Only one certainty stood out: The turmoil in tiny Tunisia, long ignored as a sleepy outpost of relative stability on the fringe of a volatile region, will have profound ramifications for the rest of the Arab world.

Erstmals in der Geschichte dieses Teils der Welt, der durch autokratische Regierungen verkrustet ist, wurde ein Diktator durch einen Volksaufstand aus dem Amt gejagt, und alles war live im Fernsehen zu sehen.

Staatenlenker bereiteten sich auf den Fallout vor. Eliten analysierten die Möglichkeit, daß die Revolution sich ausbreitet. Gewöhnliche Bürger feierten, staunten, gaben Gerüchte weiter und fragten sich: Wird es hier geschehen? Was können wir tun? Und, vielleicht am wichtigsten: Wer ist als nächster dran?

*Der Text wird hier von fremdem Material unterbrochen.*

//! Hierarchical orbital animation model.
//!
//! A forest of bodies, each revolving around its parent at a fixed radius.
//! Positions are always derived, never stored: a body's position is its
//! parent's position plus `distance * (cos angle, sin angle)`, with roots
//! pinned at the origin. Angular velocity is `speed / distance`, so bodies
//! closer to their parent revolve faster for the same speed factor. This is
//! stylized Kepler, not real gravity.
//!
//! Bodies can subdivide each revolution into `steps` equal arcs and fire a
//! callback whenever a subdivision boundary is crossed; sketches map those
//! crossings to note events or visual pulses.
//!
//! The arena is built top-down (parents before children, no re-parenting),
//! so the structure is acyclic by construction.

use std::f32::consts::TAU;

use glam::Vec2;

use crate::assets::Note;
use crate::palette::Rgba;
use crate::surface::Canvas;

/// Index of a body within an [`OrbitalSystem`] arena.
#[derive(Debug, Clone, Copy, PartialEq, Eq, Hash)]
pub struct NodeId(pub u32);

/// Pulse level a body jumps to when a step fires; decays at 1/sec.
const TRIGGER_PULSE: f32 = 0.20;

/// One body in the orbital forest.
#[derive(Debug, Clone)]
pub struct OrbitalBody {
    /// Current phase in radians, kept in [0, 2π).
    pub angle: f32,
    /// Radius from the parent. 0 marks a stationary body.
    pub distance: f32,
    /// Rate/direction multiplier on angular velocity.
    pub speed: f32,
    /// Arena index of the parent; `None` for roots.
    pub parent: Option<NodeId>,
    /// Equal angular subdivisions per revolution for step detection.
    pub steps: u32,
    /// Fractional step position from the previous update.
    last_step: f32,
    /// Transient enlargement after a step fires; decays to 0.
    pub pulse: f32,
    /// Disc radius in sketch units.
    pub mass: f32,
    pub color: Rgba,
    /// Optional musical payload delivered with step callbacks.
    pub note: Option<Note>,
}

impl OrbitalBody {
    /// A stationary root body at the origin.
    pub fn root(mass: f32, color: Rgba) -> Self {
        Self {
            angle: 0.0,
            distance: 0.0,
            speed: 1.0,
            parent: None,
            steps: 1,
            last_step: 0.0,
            pulse: 0.0,
            mass,
            color,
            note: None,
        }
    }

    /// A body revolving around `parent` at the given radius.
    pub fn orbiting(parent: NodeId, distance: f32) -> Self {
        Self {
            angle: 0.0,
            distance,
            speed: 1.0,
            parent: Some(parent),
            steps: 1,
            last_step: 0.0,
            pulse: 0.0,
            mass: 0.1,
            color: Rgba::BLACK,
            note: None,
        }
    }

    // -- Builder pattern --

    pub fn with_angle(mut self, angle: f32) -> Self {
        self.angle = angle.rem_euclid(TAU);
        self
    }

    pub fn with_speed(mut self, speed: f32) -> Self {
        self.speed = speed;
        self
    }

    pub fn with_steps(mut self, steps: u32) -> Self {
        self.steps = steps;
        self
    }

    pub fn with_mass(mut self, mass: f32) -> Self {
        self.mass = mass;
        self
    }

    pub fn with_color(mut self, color: Rgba) -> Self {
        self.color = color;
        self
    }

    pub fn with_note(mut self, note: Note) -> Self {
        self.note = Some(note);
        self
    }
}

/// Flat arena of orbital bodies. Parent indices always point at earlier
/// entries, so iteration order is a valid topological order.
#[derive(Debug, Clone, Default)]
pub struct OrbitalSystem {
    bodies: Vec<OrbitalBody>,
}

impl OrbitalSystem {
    pub fn new() -> Self {
        Self { bodies: Vec::new() }
    }

    /// Add a body. Its parent, if any, must already be in the arena.
    pub fn add(&mut self, body: OrbitalBody) -> NodeId {
        if let Some(parent) = body.parent {
            debug_assert!(
                (parent.0 as usize) < self.bodies.len(),
                "parent must be added before its children"
            );
        }
        let id = NodeId(self.bodies.len() as u32);
        self.bodies.push(body);
        id
    }

    pub fn get(&self, id: NodeId) -> Option<&OrbitalBody> {
        self.bodies.get(id.0 as usize)
    }

    pub fn iter(&self) -> impl Iterator<Item = &OrbitalBody> {
        self.bodies.iter()
    }

    pub fn len(&self) -> usize {
        self.bodies.len()
    }

    pub fn is_empty(&self) -> bool {
        self.bodies.is_empty()
    }

    /// Derived position of a body: the ancestor chain folded from the root.
    /// Pure; calling it twice without an update returns identical points.
    pub fn position(&self, id: NodeId) -> Vec2 {
        let body = &self.bodies[id.0 as usize];
        match body.parent {
            None => Vec2::ZERO,
            Some(parent) => {
                self.position(parent)
                    + body.distance * Vec2::new(body.angle.cos(), body.angle.sin())
            }
        }
    }

    /// Advance every body by `dt` seconds and fire `on_step` for each body
    /// whose fractional step position wrapped since the previous update.
    ///
    /// Stationary bodies (`distance == 0`) neither advance nor trigger.
    /// A single update spanning more than one step interval fires at most
    /// once and can miss crossings; callers keep `dt` small.
    pub fn update<F>(&mut self, dt: f32, mut on_step: F)
    where
        F: FnMut(NodeId, &OrbitalBody),
    {
        for i in 0..self.bodies.len() {
            let body = &mut self.bodies[i];
            if body.distance == 0.0 {
                continue;
            }

            body.angle = (body.angle + dt * body.speed / body.distance).rem_euclid(TAU);

            let fraction = (body.angle / TAU * body.steps as f32).fract();
            let wrapped = fraction < body.last_step;
            body.last_step = fraction;

            if wrapped {
                body.pulse = TRIGGER_PULSE;
            }
            body.pulse = (body.pulse - dt).max(0.0);

            if wrapped {
                on_step(NodeId(i as u32), &self.bodies[i]);
            }
        }
    }

    /// Advance without observing step triggers.
    pub fn step(&mut self, dt: f32) {
        self.update(dt, |_, _| {});
    }

    /// Queue a filled disc per body; pulse enlarges the radius briefly
    /// after a trigger.
    pub fn draw(&self, canvas: &mut Canvas) {
        for (i, body) in self.bodies.iter().enumerate() {
            let pos = self.position(NodeId(i as u32));
            canvas.fill_disc(pos, (1.0 + body.pulse) * body.mass, body.color, 1.0);
        }
    }

    /// Queue a connector segment from each body to its parent.
    pub fn draw_connectors(&self, canvas: &mut Canvas, color: Rgba, alpha: f32) {
        for (i, body) in self.bodies.iter().enumerate() {
            let Some(parent) = body.parent else { continue };
            let pos = self.position(NodeId(i as u32));
            canvas.stroke_line(pos, self.position(parent), color, alpha);
        }
    }
}

#[cfg(test)]
mod tests {
    use super::*;

    const EPS: f32 = 1e-4;

    fn single_orbiter(distance: f32, speed: f32, steps: u32) -> (OrbitalSystem, NodeId, NodeId) {
        let mut system = OrbitalSystem::new();
        let root = system.add(OrbitalBody::root(0.1, Rgba::BLACK));
        let body = system.add(
            OrbitalBody::orbiting(root, distance)
                .with_speed(speed)
                .with_steps(steps),
        );
        (system, root, body)
    }

    #[test]
    fn root_stays_at_origin() {
        let (mut system, root, _) = single_orbiter(1.0, 1.0, 1);
        for _ in 0..100 {
            system.step(0.016);
            assert_eq!(system.position(root), Vec2::ZERO);
        }
    }

    #[test]
    fn radial_distance_invariant() {
        let (mut system, root, body) = single_orbiter(0.75, 1.3, 1);
        for _ in 0..500 {
            system.step(0.016);
            let offset = system.position(body) - system.position(root);
            assert!((offset.length() - 0.75).abs() < EPS);
        }
    }

    #[test]
    fn angle_wraps_into_unit_circle() {
        let mut system = OrbitalSystem::new();
        let root = system.add(OrbitalBody::root(0.1, Rgba::BLACK));
        let body = system.add(
            OrbitalBody::orbiting(root, 1.0)
                .with_angle(TAU - 0.01)
                .with_speed(1.0),
        );
        system.step(0.02);
        let angle = system.get(body).unwrap().angle;
        assert!((angle - 0.01).abs() < EPS, "angle = {angle}");
        for _ in 0..10_000 {
            system.step(0.02);
            let angle = system.get(body).unwrap().angle;
            assert!((0.0..TAU).contains(&angle), "angle = {angle}");
        }
    }

    #[test]
    fn negative_speed_stays_in_range() {
        let (mut system, _, body) = single_orbiter(0.5, -1.0, 1);
        for _ in 0..10_000 {
            system.step(0.01);
            let angle = system.get(body).unwrap().angle;
            assert!((0.0..TAU).contains(&angle), "angle = {angle}");
        }
    }

    #[test]
    fn four_steps_fire_eight_times_over_two_revolutions() {
        // speed TAU / distance 1.0 is one revolution per second
        let (mut system, _, _) = single_orbiter(1.0, TAU, 4);
        let dt = 0.001;
        let mut fired_at: Vec<usize> = Vec::new();
        // 2.1 revolutions: boundaries at each quarter, the ninth (2.25) is
        // out of reach
        for tick in 0..2100 {
            system.update(dt, |_, _| fired_at.push(tick));
        }
        assert_eq!(fired_at.len(), 8, "fired at ticks {fired_at:?}");
        // Evenly spaced: one trigger every quarter revolution (250 ticks)
        for pair in fired_at.windows(2) {
            let gap = pair[1] - pair[0];
            assert!((248..=252).contains(&gap), "gap = {gap}");
        }
    }

    #[test]
    fn root_never_advances_or_triggers() {
        let mut system = OrbitalSystem::new();
        let root = system.add(OrbitalBody::root(0.05, Rgba::WHITE).with_steps(4));
        let mut fired = 0;
        for _ in 0..1000 {
            system.update(0.05, |_, _| fired += 1);
        }
        assert_eq!(system.get(root).unwrap().angle, 0.0);
        assert_eq!(fired, 0);
    }

    #[test]
    fn position_is_idempotent() {
        let (mut system, _, body) = single_orbiter(0.5, 2.0, 1);
        system.step(0.3);
        let first = system.position(body);
        let second = system.position(body);
        assert_eq!(first, second);
    }

    #[test]
    fn grandchild_stays_within_its_orbit_radius() {
        // R(mass 0.05) <- A(distance 0.5, speed 1) <- B(distance 1.0, speed -1)
        let mut system = OrbitalSystem::new();
        let r = system.add(OrbitalBody::root(0.05, Rgba::BLACK));
        let a = system.add(OrbitalBody::orbiting(r, 0.5).with_speed(1.0));
        let b = system.add(OrbitalBody::orbiting(a, 1.0).with_speed(-1.0));
        for _ in 0..2000 {
            system.step(0.016);
            let a_pos = system.position(a);
            let b_pos = system.position(b);
            assert!(((b_pos - a_pos).length() - 1.0).abs() < EPS);
            assert!((a_pos.length() - 0.5).abs() < EPS);
            assert_eq!(system.position(r), Vec2::ZERO);
        }
    }

    #[test]
    fn trigger_sets_pulse_and_decays() {
        let (mut system, _, body) = single_orbiter(1.0, TAU, 1);
        let mut pulse_after_trigger = None;
        let dt = 0.01;
        for _ in 0..150 {
            let mut fired = false;
            system.update(dt, |_, _| fired = true);
            if fired {
                pulse_after_trigger = Some(system.get(body).unwrap().pulse);
                break;
            }
        }
        // Pulse decays within the same update that set it
        let pulse = pulse_after_trigger.expect("no trigger within 1.5 revolutions");
        assert!((pulse - (TRIGGER_PULSE - dt)).abs() < EPS);
        for _ in 0..30 {
            system.step(dt);
        }
        assert_eq!(system.get(body).unwrap().pulse, 0.0);
    }

    #[test]
    fn update_spanning_multiple_steps_underfires() {
        // Preserved limitation: one update crossing more than one step
        // boundary fires at most once, and can miss entirely when the
        // fractional position lands above its previous value.
        let (mut system, _, _) = single_orbiter(1.0, TAU, 4);
        let mut fired = 0;
        // 0.3 revolutions in one update crosses the 0.25 boundary, but the
        // new fraction (0.2) is above the old one (0.0)
        system.update(0.3, |_, _| fired += 1);
        assert_eq!(fired, 0);
    }

    #[test]
    fn callback_receives_body_payload() {
        let mut system = OrbitalSystem::new();
        let root = system.add(OrbitalBody::root(0.1, Rgba::BLACK));
        let note = Note::parse("C4").unwrap();
        system.add(
            OrbitalBody::orbiting(root, 1.0)
                .with_speed(TAU)
                .with_steps(1)
                .with_note(note),
        );
        let mut seen = None;
        for _ in 0..1100 {
            system.update(0.001, |id, body| seen = Some((id, body.note)));
        }
        let (id, got) = seen.expect("expected a trigger after one revolution");
        assert_eq!(id, NodeId(1));
        assert_eq!(got, Some(note));
    }

    #[test]
    fn draw_emits_one_disc_per_body_and_connectors_skip_roots() {
        let mut system = OrbitalSystem::new();
        let root = system.add(OrbitalBody::root(0.05, Rgba::WHITE));
        let a = system.add(OrbitalBody::orbiting(root, 0.5));
        system.add(OrbitalBody::orbiting(a, 0.25));

        let mut canvas = Canvas::new(16, 16);
        system.draw(&mut canvas);
        system.draw_connectors(&mut canvas, Rgba::BLACK, 0.2);
        assert_eq!(canvas.disc_count(), 3);
        assert_eq!(canvas.segment_count(), 2);
    }
}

Nur eines ragte als sicher heraus: Der Aufruhr im winzigen Tunesien, das lange als verschlafener Außenposten relativer Stabilität am Rand einer unsteten Region galt, wird tiefe Auswirkungen auf die übrige arabische Welt haben.
Gestern habe ich darauf aufmerksam gemacht, daß die Revolution in Tunesien keineswegs zu einer demokratischen Entwicklung führen muß, sondern ebenso Islamisten an die Macht bringen könnte ("Das Schlimmste kann kommen"; ZR vom 16. 1. 2011).

Liz Sly und Leila Fadel weisen darauf hin, daß Islamisten in Saudi-Arabien, in Jordanien, in Ägypten und in Syrien die heftigsten Opponenten der jeweiligen Regimes sind. Vor allem in Ägypten ist die Moslem-Bruderschaft stark. Die Autorinnen zitieren einen jordanischen Analytiker, Labib Kamhawi:
Change could come not for the better but for the worse, if fundamentalist forces succeed in taking over. (...) Tunisia was not that important at the end of the day. But what if a more important ally, such as Egypt or Saudi Arabia, was at stake? Would the Americans risk serious change in a more important country?

Es könnte eine Veränderung nicht zum Besseren, sondern zum Schlechteren geben, wenn fundamentalistische Kräfte an die Macht kommen. (...) Am Ende wird Tunesien nicht so wichtig gewesen sein. Aber was, wenn ein wichtigerer Alliierter, etwa Ägypten oder Saudi-Arabien, auf dem Spiel stehen würde? Würden die Amerikaner einen grundlegenden Wandel in einem wichtigeren Land riskieren?



Präsident Obama hat bisher keinen Hinweis darauf geliefert, daß er überhaupt die bisherige Machtposition der USA im Nahen Osten aufrechterhalten will. Er will raus aus dem Irak, um jeden Preis; unter anderem dürfte er sich davon einen Vorteil erhoffen, wenn 2012 seine Wiederwahl ansteht.

Er wird damit den Irak dem Iran überlassen. Wenn dann noch revolutionäre Situationen in Ländern Arabiens, ausgelöst durch die Ereignisse in Tunesien, hinzukommen sollten, dann könnte der Nahe Osten im Jahr 2011 sehr unruhig werden.